> RECORDS FOR THE EXERCISE:
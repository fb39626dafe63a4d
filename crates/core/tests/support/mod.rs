//! Shared test helpers for `belay-core` integration tests.
//!
//! In-memory mocks for the token store, the HTTP transport and the clock,
//! plus a [`Harness`] that wires the full session stack around them.

#![allow(dead_code)]

pub mod clock;
pub mod store;
pub mod transport;

use std::sync::Arc;
use std::time::Duration;

use belay_core::{
    AuthenticatedRequestExecutor, SessionContext, SessionController, TokenGate, TokenRefresher,
};
use belay_domain::{CredentialEvent, TokenPair};

pub use clock::ManualClock;
pub use store::MockTokenStore;
pub use transport::{token_response, MockTransport};

/// Fixed "now" used by every test (2023-11-14T22:13:20Z).
pub const NOW: i64 = 1_700_000_000_000;
pub const MINUTE_MS: i64 = 60_000;
pub const THRESHOLD: Duration = Duration::from_secs(300);

/// Fully wired session stack over mocks.
pub struct Harness {
    pub store: Arc<MockTokenStore>,
    pub transport: Arc<MockTransport>,
    pub clock: Arc<ManualClock>,
    pub context: Arc<SessionContext>,
    pub gate: Arc<TokenGate>,
    pub refresher: Arc<TokenRefresher>,
    pub executor: Arc<AuthenticatedRequestExecutor>,
    pub controller: SessionController,
}

impl Harness {
    pub fn new() -> Self {
        let store = Arc::new(MockTokenStore::default());
        let transport = Arc::new(MockTransport::default());
        let clock = Arc::new(ManualClock::new(NOW));
        let context = Arc::new(SessionContext::new());
        let gate = Arc::new(TokenGate::new(store.clone()));
        let refresher = Arc::new(TokenRefresher::new(
            transport.clone(),
            gate.clone(),
            context.clone(),
            clock.clone(),
        ));
        let executor = Arc::new(
            AuthenticatedRequestExecutor::new(
                transport.clone(),
                refresher.clone(),
                context.clone(),
                clock.clone(),
            )
            .with_refresh_threshold(THRESHOLD),
        );
        let controller =
            SessionController::new(refresher.clone(), executor.clone(), context.clone(), clock.clone());

        Self { store, transport, clock, context, gate, refresher, executor, controller }
    }

    /// Harness with an authenticated session holding `pair`.
    pub async fn with_session(pair: TokenPair) -> Self {
        let harness = Self::new();
        harness.gate.install(&pair).await.expect("install session");
        harness.context.begin(None, CredentialEvent::LoginSucceeded);
        harness.store.reset_counters();
        harness
    }
}

/// Pair named `gen` expiring `minutes` after [`NOW`].
pub fn pair_expiring_in(gen: &str, minutes: i64) -> TokenPair {
    TokenPair::new(format!("access-{gen}"), format!("refresh-{gen}"), NOW + minutes * MINUTE_MS)
}
//! In-process token store

use async_trait::async_trait;
use belay_core::TokenStore;
use belay_domain::{Result, TokenPair, UserProfile};
use parking_lot::RwLock;

use super::SessionRecord;

/// Ephemeral [`TokenStore`]; the session ends with the process.
#[derive(Default)]
pub struct MemoryTokenStore {
    record: RwLock<SessionRecord>,
}

impl MemoryTokenStore {
    pub fn new() -> Self {
        Self::default()
    }

    /// Store seeded with an existing pair.
    pub fn with_pair(pair: TokenPair) -> Self {
        Self { record: RwLock::new(SessionRecord { tokens: Some(pair), ..SessionRecord::default() }) }
    }
}

#[async_trait]
impl TokenStore for MemoryTokenStore {
    async fn load(&self) -> Option<TokenPair> {
        self.record.read().tokens.clone()
    }

    async fn save(&self, pair: &TokenPair) -> Result<()> {
        self.record.write().tokens = Some(pair.clone());
        Ok(())
    }

    async fn clear(&self) -> Result<()> {
        *self.record.write() = SessionRecord::default();
        Ok(())
    }

    async fn load_profile(&self) -> Option<UserProfile> {
        self.record.read().user.clone()
    }

    async fn save_profile(&self, profile: &UserProfile) -> Result<()> {
        self.record.write().user = Some(profile.clone());
        Ok(())
    }
}
//! Reply list state and its pure reducer

use belay_domain::{Reply, ReplyId};

#[derive(Debug, Clone, PartialEq, Eq, Default)]
pub struct ReplyState {
    pub replies: Vec<Reply>,
    pub loading: bool,
    pub error: Option<String>,
}

impl ReplyState {
    pub fn find(&self, id: &ReplyId) -> Option<&Reply> {
        self.replies.iter().find(|reply| &reply.id == id)
    }

    pub fn position(&self, id: &ReplyId) -> Option<(usize, &Reply)> {
        self.replies.iter().enumerate().find(|(_, reply)| &reply.id == id)
    }

    pub fn pending_count(&self) -> usize {
        self.replies.iter().filter(|reply| reply.id.is_pending()).count()
    }
}

#[derive(Debug, Clone, PartialEq, Eq)]
pub enum ReplyAction {
    LoadStarted,
    Loaded(Vec<Reply>),
    LoadFailed(String),
    /// Append, or replace an entry with the same id.
    Added(Reply),
    /// Re-insert at a known index (used to undo a removal).
    Inserted { index: usize, reply: Reply },
    Edited { id: ReplyId, content: String },
    Removed(ReplyId),
    /// Swap a pending entry for its server-confirmed version in place.
    Reconciled { pending: ReplyId, confirmed: Reply },
}

/// Apply `action` to `state`, returning the next state.
pub fn reduce(state: &ReplyState, action: ReplyAction) -> ReplyState {
    let mut next = state.clone();
    match action {
        ReplyAction::LoadStarted => {
            next.loading = true;
            next.error = None;
        }
        ReplyAction::Loaded(replies) => {
            // Keep optimistic entries that the server has not confirmed yet.
            let pending: Vec<Reply> =
                state.replies.iter().filter(|reply| reply.id.is_pending()).cloned().collect();
            next.replies = replies;
            next.replies.extend(pending);
            next.loading = false;
        }
        ReplyAction::LoadFailed(message) => {
            next.loading = false;
            next.error = Some(message);
        }
        ReplyAction::Added(reply) => match next.replies.iter_mut().find(|r| r.id == reply.id) {
            Some(existing) => *existing = reply,
            None => next.replies.push(reply),
        },
        ReplyAction::Inserted { index, reply } => {
            if next.find(&reply.id).is_none() {
                let index = index.min(next.replies.len());
                next.replies.insert(index, reply);
            }
        }
        ReplyAction::Edited { id, content } => {
            if let Some(reply) = next.replies.iter_mut().find(|r| r.id == id) {
                reply.content = content;
            }
        }
        ReplyAction::Removed(id) => next.replies.retain(|reply| reply.id != id),
        ReplyAction::Reconciled { pending, confirmed } => {
            let already_listed = next.find(&confirmed.id).is_some();
            match next.replies.iter().position(|r| r.id == pending) {
                Some(index) if already_listed => {
                    next.replies.remove(index);
                }
                Some(index) => next.replies[index] = confirmed,
                None if !already_listed => next.replies.push(confirmed),
                None => {}
            }
        }
    }
    next
}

> ABOUT THIS EXERCISE: Set out the entries once more, word for word.

> EXPECTED ANSWER:
repository fb39626dafe63a4d
filename crates/core/tests/support/mod.rs
//! Shared test helpers for `belay-core` integration tests.
//!
//! In-memory mocks for the token store, the HTTP transport and the clock,
//! plus a [`Harness`] that wires the full session stack around them.

#![allow(dead_code)]

pub mod clock;
pub mod store;
pub mod transport;

use std::sync::Arc;
use std::time::Duration;

use belay_core::{
    AuthenticatedRequestExecutor, SessionContext, SessionController, TokenGate, TokenRefresher,
};
use belay_domain::{CredentialEvent, TokenPair};

pub use clock::ManualClock;
pub use store::MockTokenStore;
pub use transport::{token_response, MockTransport};

/// Fixed "now" used by every test (2023-11-14T22:13:20Z).
pub const NOW: i64 = 1_700_000_000_000;
pub const MINUTE_MS: i64 = 60_000;
pub const THRESHOLD: Duration = Duration::from_secs(300);

/// Fully wired session stack over mocks.
pub struct Harness {
    pub store: Arc<MockTokenStore>,
    pub transport: Arc<MockTransport>,
    pub clock: Arc<ManualClock>,
    pub context: Arc<SessionContext>,
    pub gate: Arc<TokenGate>,
    pub refresher: Arc<TokenRefresher>,
    pub executor: Arc<AuthenticatedRequestExecutor>,
    pub controller: SessionController,
}

impl Harness {
    pub fn new() -> Self {
        let store = Arc::new(MockTokenStore::default());
        let transport = Arc::new(MockTransport::default());
        let clock = Arc::new(ManualClock::new(NOW));
        let context = Arc::new(SessionContext::new());
        let gate = Arc::new(TokenGate::new(store.clone()));
        let refresher = Arc::new(TokenRefresher::new(
            transport.clone(),
            gate.clone(),
            context.clone(),
            clock.clone(),
        ));
        let executor = Arc::new(
            AuthenticatedRequestExecutor::new(
                transport.clone(),
                refresher.clone(),
                context.clone(),
                clock.clone(),
            )
            .with_refresh_threshold(THRESHOLD),
        );
        let controller =
            SessionController::new(refresher.clone(), executor.clone(), context.clone(), clock.clone());

        Self { store, transport, clock, context, gate, refresher, executor, controller }
    }

    /// Harness with an authenticated session holding `pair`.
    pub async fn with_session(pair: TokenPair) -> Self {
        let harness = Self::new();
        harness.gate.install(&pair).await.expect("install session");
        harness.context.begin(None, CredentialEvent::LoginSucceeded);
        harness.store.reset_counters();
        harness
    }
}

/// Pair named `gen` expiring `minutes` after [`NOW`].
pub fn pair_expiring_in(gen: &str, minutes: i64) -> TokenPair {
    TokenPair::new(format!("access-{gen}"), format!("refresh-{gen}"), NOW + minutes * MINUTE_MS)
}
//! In-process token store

use async_trait::async_trait;
use belay_core::TokenStore;
use belay_domain::{Result, TokenPair, UserProfile};
use parking_lot::RwLock;

use super::SessionRecord;

/// Ephemeral [`TokenStore`]; the session ends with the process.
#[derive(Default)]
pub struct MemoryTokenStore {
    record: RwLock<SessionRecord>,
}

impl MemoryTokenStore {
    pub fn new() -> Self {
        Self::default()
    }

    /// Store seeded with an existing pair.
    pub fn with_pair(pair: TokenPair) -> Self {
        Self { record: RwLock::new(SessionRecord { tokens: Some(pair), ..SessionRecord::default() }) }
    }
}

#[async_trait]
impl TokenStore for MemoryTokenStore {
    async fn load(&self) -> Option<TokenPair> {
        self.record.read().tokens.clone()
    }

    async fn save(&self, pair: &TokenPair) -> Result<()> {
        self.record.write().tokens = Some(pair.clone());
        Ok(())
    }

    async fn clear(&self) -> Result<()> {
        *self.record.write() = SessionRecord::default();
        Ok(())
    }

    async fn load_profile(&self) -> Option<UserProfile> {
        self.record.read().user.clone()
    }

    async fn save_profile(&self, profile: &UserProfile) -> Result<()> {
        self.record.write().user = Some(profile.clone());
        Ok(())
    }
}
//! Reply list state and its pure reducer

use belay_domain::{Reply, ReplyId};

#[derive(Debug, Clone, PartialEq, Eq, Default)]
pub struct ReplyState {
    pub replies: Vec<Reply>,
    pub loading: bool,
    pub error: Option<String>,
}

impl ReplyState {
    pub fn find(&self, id: &ReplyId) -> Option<&Reply> {
        self.replies.iter().find(|reply| &reply.id == id)
    }

    pub fn position(&self, id: &ReplyId) -> Option<(usize, &Reply)> {
        self.replies.iter().enumerate().find(|(_, reply)| &reply.id == id)
    }

    pub fn pending_count(&self) -> usize {
        self.replies.iter().filter(|reply| reply.id.is_pending()).count()
    }
}

#[derive(Debug, Clone, PartialEq, Eq)]
pub enum ReplyAction {
    LoadStarted,
    Loaded(Vec<Reply>),
    LoadFailed(String),
    /// Append, or replace an entry with the same id.
    Added(Reply),
    /// Re-insert at a known index (used to undo a removal).
    Inserted { index: usize, reply: Reply },
    Edited { id: ReplyId, content: String },
    Removed(ReplyId),
    /// Swap a pending entry for its server-confirmed version in place.
    Reconciled { pending: ReplyId, confirmed: Reply },
}

/// Apply `action` to `state`, returning the next state.
pub fn reduce(state: &ReplyState, action: ReplyAction) -> ReplyState {
    let mut next = state.clone();
    match action {
        ReplyAction::LoadStarted => {
            next.loading = true;
            next.error = None;
        }
        ReplyAction::Loaded(replies) => {
            // Keep optimistic entries that the server has not confirmed yet.
            let pending: Vec<Reply> =
                state.replies.iter().filter(|reply| reply.id.is_pending()).cloned().collect();
            next.replies = replies;
            next.replies.extend(pending);
            next.loading = false;
        }
        ReplyAction::LoadFailed(message) => {
            next.loading = false;
            next.error = Some(message);
        }
        ReplyAction::Added(reply) => match next.replies.iter_mut().find(|r| r.id == reply.id) {
            Some(existing) => *existing = reply,
            None => next.replies.push(reply),
        },
        ReplyAction::Inserted { index, reply } => {
            if next.find(&reply.id).is_none() {
                let index = index.min(next.replies.len());
                next.replies.insert(index, reply);
            }
        }
        ReplyAction::Edited { id, content } => {
            if let Some(reply) = next.replies.iter_mut().find(|r| r.id == id) {
                reply.content = content;
            }
        }
        ReplyAction::Removed(id) => next.replies.retain(|reply| reply.id != id),
        ReplyAction::Reconciled { pending, confirmed } => {
            let already_listed = next.find(&confirmed.id).is_some();
            match next.replies.iter().position(|r| r.id == pending) {
                Some(index) if already_listed => {
                    next.replies.remove(index);
                }
                Some(index) => next.replies[index] = confirmed,
                None if !already_listed => next.replies.push(confirmed),
                None => {}
            }
        }
    }
    next
}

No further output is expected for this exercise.